The economic crisis, the cuts, the threat of healthcare co-payment or the increase in education fees do not distract the PP councilor from his goal of making the people of Lanzarote forget, through the passion for the sphere, the times that are running and the difficulties they entail. Difficulties that, by the way, have a lot to do with his party colleagues in the Government of Spain.
And Cándido proposes to the Plenary of the Cabildo and to the Councilor for Festivities, who is me, the installation of huge screens for the collective viewing of soccer, with the argument of economic revitalization.
Well, I don't know if it pays off, at 5,000 euros per match and at the cost of moving the clientele from the bars and cafes to El Reducto?

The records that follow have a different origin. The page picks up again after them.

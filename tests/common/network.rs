use std::{
    collections::HashMap,
    sync::{
        mpsc::{self, Receiver, Sender, TryRecvError},
        Arc, Mutex,
    },
};

use borsh::{BorshDeserialize, BorshSerialize};
use lstree::{
    messages::Message,
    networking::{LinkError, SendError, TrafficClass, Transport, TransportEvent},
    types::{NodeDescriptor, NodeId},
};

const SCHEME: &str = "mock://";

/// What travels through a node's inbox. Messages travel serialized, as they would on a real wire.
enum Frame {
    Message(NodeDescriptor, Vec<u8>),
    Opened(NodeDescriptor),
    Closed(NodeDescriptor),
    Dead(NodeDescriptor),
}

struct Endpoint {
    node: NodeDescriptor,
    inbox: Sender<Frame>,
    alive: bool,
}

#[derive(Default)]
struct Fabric {
    endpoints: HashMap<String, Endpoint>,
    urls: HashMap<NodeId, String>,
    /// Reference counts of the open links. A link is shared by both of its ends.
    links: HashMap<(NodeId, NodeId), usize>,
}

impl Fabric {
    fn deliver(&self, to: &NodeDescriptor, frame: Frame) {
        if let Some(endpoint) = self
            .urls
            .get(&to.id())
            .and_then(|url| self.endpoints.get(url))
        {
            if endpoint.alive {
                let _ = endpoint.inbox.send(frame);
            }
        }
    }
}

fn link_key(a: &NodeDescriptor, b: &NodeDescriptor) -> (NodeId, NodeId) {
    if a.id() <= b.id() {
        (a.id(), b.id())
    } else {
        (b.id(), a.id())
    }
}

/// A mock network that passes frames between threads using channels, and keeps reference-counted
/// links between the nodes registered on it.
#[derive(Clone, Default)]
pub(crate) struct MockNetwork {
    fabric: Arc<Mutex<Fabric>>,
}

impl MockNetwork {
    pub(crate) fn new() -> Self {
        Self::default()
    }

    /// Register a fresh broker at `url` and return its transport.
    pub(crate) fn join(&self, url: &str) -> MockTransport {
        let node = NodeDescriptor::new(vec![url.to_string()], true);
        let (inbox, receiver) = mpsc::channel();

        let mut fabric = self.fabric.lock().unwrap();
        fabric.urls.insert(node.id(), url.to_string());
        fabric.endpoints.insert(
            url.to_string(),
            Endpoint {
                node: node.clone(),
                inbox,
                alive: true,
            },
        );

        MockTransport {
            local: node,
            fabric: self.fabric.clone(),
            inbox: Arc::new(Mutex::new(receiver)),
        }
    }

    /// Crash the node at `url`: every link it had dies, and it becomes unreachable.
    pub(crate) fn kill(&self, url: &str) {
        let mut fabric = self.fabric.lock().unwrap();
        let Some(endpoint) = fabric.endpoints.get_mut(url) else {
            return;
        };
        endpoint.alive = false;
        let dead = endpoint.node.clone();

        let severed: Vec<(NodeId, NodeId)> = fabric
            .links
            .keys()
            .filter(|(a, b)| *a == dead.id() || *b == dead.id())
            .copied()
            .collect();
        for key in severed {
            fabric.links.remove(&key);
            let other = if key.0 == dead.id() { key.1 } else { key.0 };
            let peer = fabric
                .urls
                .get(&other)
                .and_then(|url| fabric.endpoints.get(url))
                .map(|endpoint| endpoint.node.clone());
            if let Some(peer) = peer {
                fabric.deliver(&peer, Frame::Dead(dead.clone()));
            }
        }
    }
}

/// One node's view of a [`MockNetwork`].
#[derive(Clone)]
pub(crate) struct MockTransport {
    local: NodeDescriptor,
    fabric: Arc<Mutex<Fabric>>,
    inbox: Arc<Mutex<Receiver<Frame>>>,
}

impl Transport for MockTransport {
    fn local_node(&self) -> NodeDescriptor {
        self.local.clone()
    }

    fn open_link(&mut self, url: &str) -> Result<NodeDescriptor, LinkError> {
        if !url.starts_with(SCHEME) {
            return Err(LinkError::MalformedUrl(url.to_string()));
        }

        let mut fabric = self.fabric.lock().unwrap();
        let peer = match fabric.endpoints.get(url) {
            Some(endpoint) if endpoint.alive => endpoint.node.clone(),
            _ => return Err(LinkError::ConnectionRefused(url.to_string())),
        };
        if peer == self.local {
            return Ok(peer);
        }

        let references = fabric.links.entry(link_key(&self.local, &peer)).or_insert(0);
        *references += 1;
        if *references > 1 {
            return Err(LinkError::AlreadyLinked(peer));
        }
        fabric.deliver(&peer, Frame::Opened(self.local.clone()));
        Ok(peer)
    }

    fn close_link(&mut self, peer: &NodeDescriptor) {
        let mut fabric = self.fabric.lock().unwrap();
        let key = link_key(&self.local, peer);
        let Some(references) = fabric.links.get_mut(&key) else {
            return;
        };
        *references -= 1;
        if *references == 0 {
            fabric.links.remove(&key);
            fabric.deliver(peer, Frame::Closed(self.local.clone()));
        }
    }

    fn send(
        &mut self,
        peer: &NodeDescriptor,
        message: Message,
        _: TrafficClass,
    ) -> Result<(), SendError> {
        let fabric = self.fabric.lock().unwrap();
        if !fabric.links.contains_key(&link_key(&self.local, peer)) {
            return Err(SendError::NotConnected(peer.clone()));
        }
        let bytes = message.try_to_vec().unwrap();
        fabric.deliver(peer, Frame::Message(self.local.clone(), bytes));
        Ok(())
    }

    fn recv(&mut self) -> Option<TransportEvent> {
        let frame = match self.inbox.lock().unwrap().try_recv() {
            Ok(frame) => frame,
            Err(TryRecvError::Empty) => return None,
            Err(TryRecvError::Disconnected) => panic!(),
        };

        Some(match frame {
            Frame::Message(origin, bytes) => TransportEvent::Message {
                origin,
                message: Message::try_from_slice(&bytes).unwrap(),
            },
            Frame::Opened(peer) => TransportEvent::LinkOpened(peer),
            Frame::Closed(peer) => TransportEvent::LinkClosed(peer),
            Frame::Dead(peer) => TransportEvent::LinkDead(peer),
        })
    }
}
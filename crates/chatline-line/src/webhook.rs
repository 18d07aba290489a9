// SPDX-FileCopyrightText: 2026 Chatline Contributors
// SPDX-License-Identifier: MIT OR Apache-2.0

//! Webhook request body and event types.

use chatline_core::ChatlineError;
use serde::Deserialize;

/// Top-level webhook body: `{ "destination": ..., "events": [...] }`.
#[derive(Debug, Clone, Deserialize)]
pub struct WebhookBody {
    #[serde(default)]
    pub destination: String,
    pub events: Vec<serde_json::Value>,
}

/// Event type tag, used as the dispatch key.
#[derive(Debug, Clone, Copy, PartialEq, Eq, Hash)]
pub enum EventKind {
    Message,
    Follow,
    Unfollow,
    Join,
    Leave,
    Postback,
    Other,
}

impl EventKind {
    pub fn from_tag(tag: &str) -> Self {
        match tag {
            "message" => EventKind::Message,
            "follow" => EventKind::Follow,
            "unfollow" => EventKind::Unfollow,
            "join" => EventKind::Join,
            "leave" => EventKind::Leave,
            "postback" => EventKind::Postback,
            _ => EventKind::Other,
        }
    }
}

/// Who an event came from.
#[derive(Debug, Clone, Default, Deserialize)]
#[serde(rename_all = "camelCase")]
pub struct EventSource {
    #[serde(rename = "type", default)]
    pub source_type: String,
    #[serde(default)]
    pub user_id: Option<String>,
    #[serde(default)]
    pub group_id: Option<String>,
    #[serde(default)]
    pub room_id: Option<String>,
}

impl EventSource {
    /// Key for conversation state: the user id, else the group or room id.
    pub fn conversation_key(&self) -> Option<&str> {
        self.user_id
            .as_deref()
            .or(self.group_id.as_deref())
            .or(self.room_id.as_deref())
    }
}

/// Message content of a `message` event.
#[derive(Debug, Clone, Deserialize)]
pub struct EventMessage {
    #[serde(default)]
    pub id: String,
    #[serde(rename = "type")]
    pub message_type: String,
    #[serde(default)]
    pub text: Option<String>,
}

/// One webhook event, with the raw JSON kept for the event log.
#[derive(Debug, Clone, Deserialize)]
#[serde(rename_all = "camelCase")]
pub struct WebhookEvent {
    #[serde(rename = "type")]
    pub event_type: String,
    #[serde(default)]
    pub reply_token: Option<String>,
    #[serde(default)]
    pub source: Option<EventSource>,
    #[serde(default)]
    pub message: Option<EventMessage>,
    #[serde(default)]
    pub timestamp: i64,
    #[serde(skip)]
    pub raw: serde_json::Value,
}

impl WebhookEvent {
    pub fn kind(&self) -> EventKind {
        EventKind::from_tag(&self.event_type)
    }

    pub fn user_id(&self) -> Option<&str> {
        self.source.as_ref().and_then(|s| s.user_id.as_deref())
    }

    pub fn conversation_key(&self) -> Option<&str> {
        self.source.as_ref().and_then(EventSource::conversation_key)
    }

    /// The text of a text message; `None` for stickers, images, and other events.
    pub fn text(&self) -> Option<&str> {
        self.message
            .as_ref()
            .filter(|m| m.message_type == "text")
            .and_then(|m| m.text.as_deref())
    }
}

/// Parses a verified webhook body into its events, in delivery order.
pub fn parse_webhook(body: &[u8]) -> Result<Vec<WebhookEvent>, ChatlineError> {
    let parsed: WebhookBody = serde_json::from_slice(body).map_err(malformed)?;
    parsed
        .events
        .into_iter()
        .map(|raw| {
            let mut event: WebhookEvent = serde_json::from_value(raw.clone()).map_err(malformed)?;
            event.raw = raw;
            Ok(event)
        })
        .collect()
}

fn malformed(e: serde_json::Error) -> ChatlineError {
    ChatlineError::Channel {
        message: format!("malformed webhook body: {e}"),
        source: Some(Box::new(e)),
    }
}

I am amazed: While the former Councilor for Social Services in the first stage of the mandate grieves over the reduction of 7,000 euros in the item destined for the classrooms of the Third Age, Cándido shakes the rattles of his plush hat in the shape of a ball, raises the national flag and asks for goals for the team and party for the neighbors of Arrecife.
I do not mean to say that we should lock ourselves at home to cry about the crisis with the televisions turned off. Or regret the ability of soccer to distract us from the real problems.
But if the economic recession has shown us the consequences of thoughtless spending and frivolous waste, we must learn to change the habits, the forms and the substance of every euro we invest.
No, Cándido, accept it. These are not times for soccer catharsis at the expense of public funds. Your catalog of occurrences will not solve the floods in Argana if the rains return, nor will it save the City Council from judicial interventions for bordering on the limit of what is admissible.
*Víctor Sanginés, Councilor for Festivities, Cleaning and Transport of the City Council of Arrecife.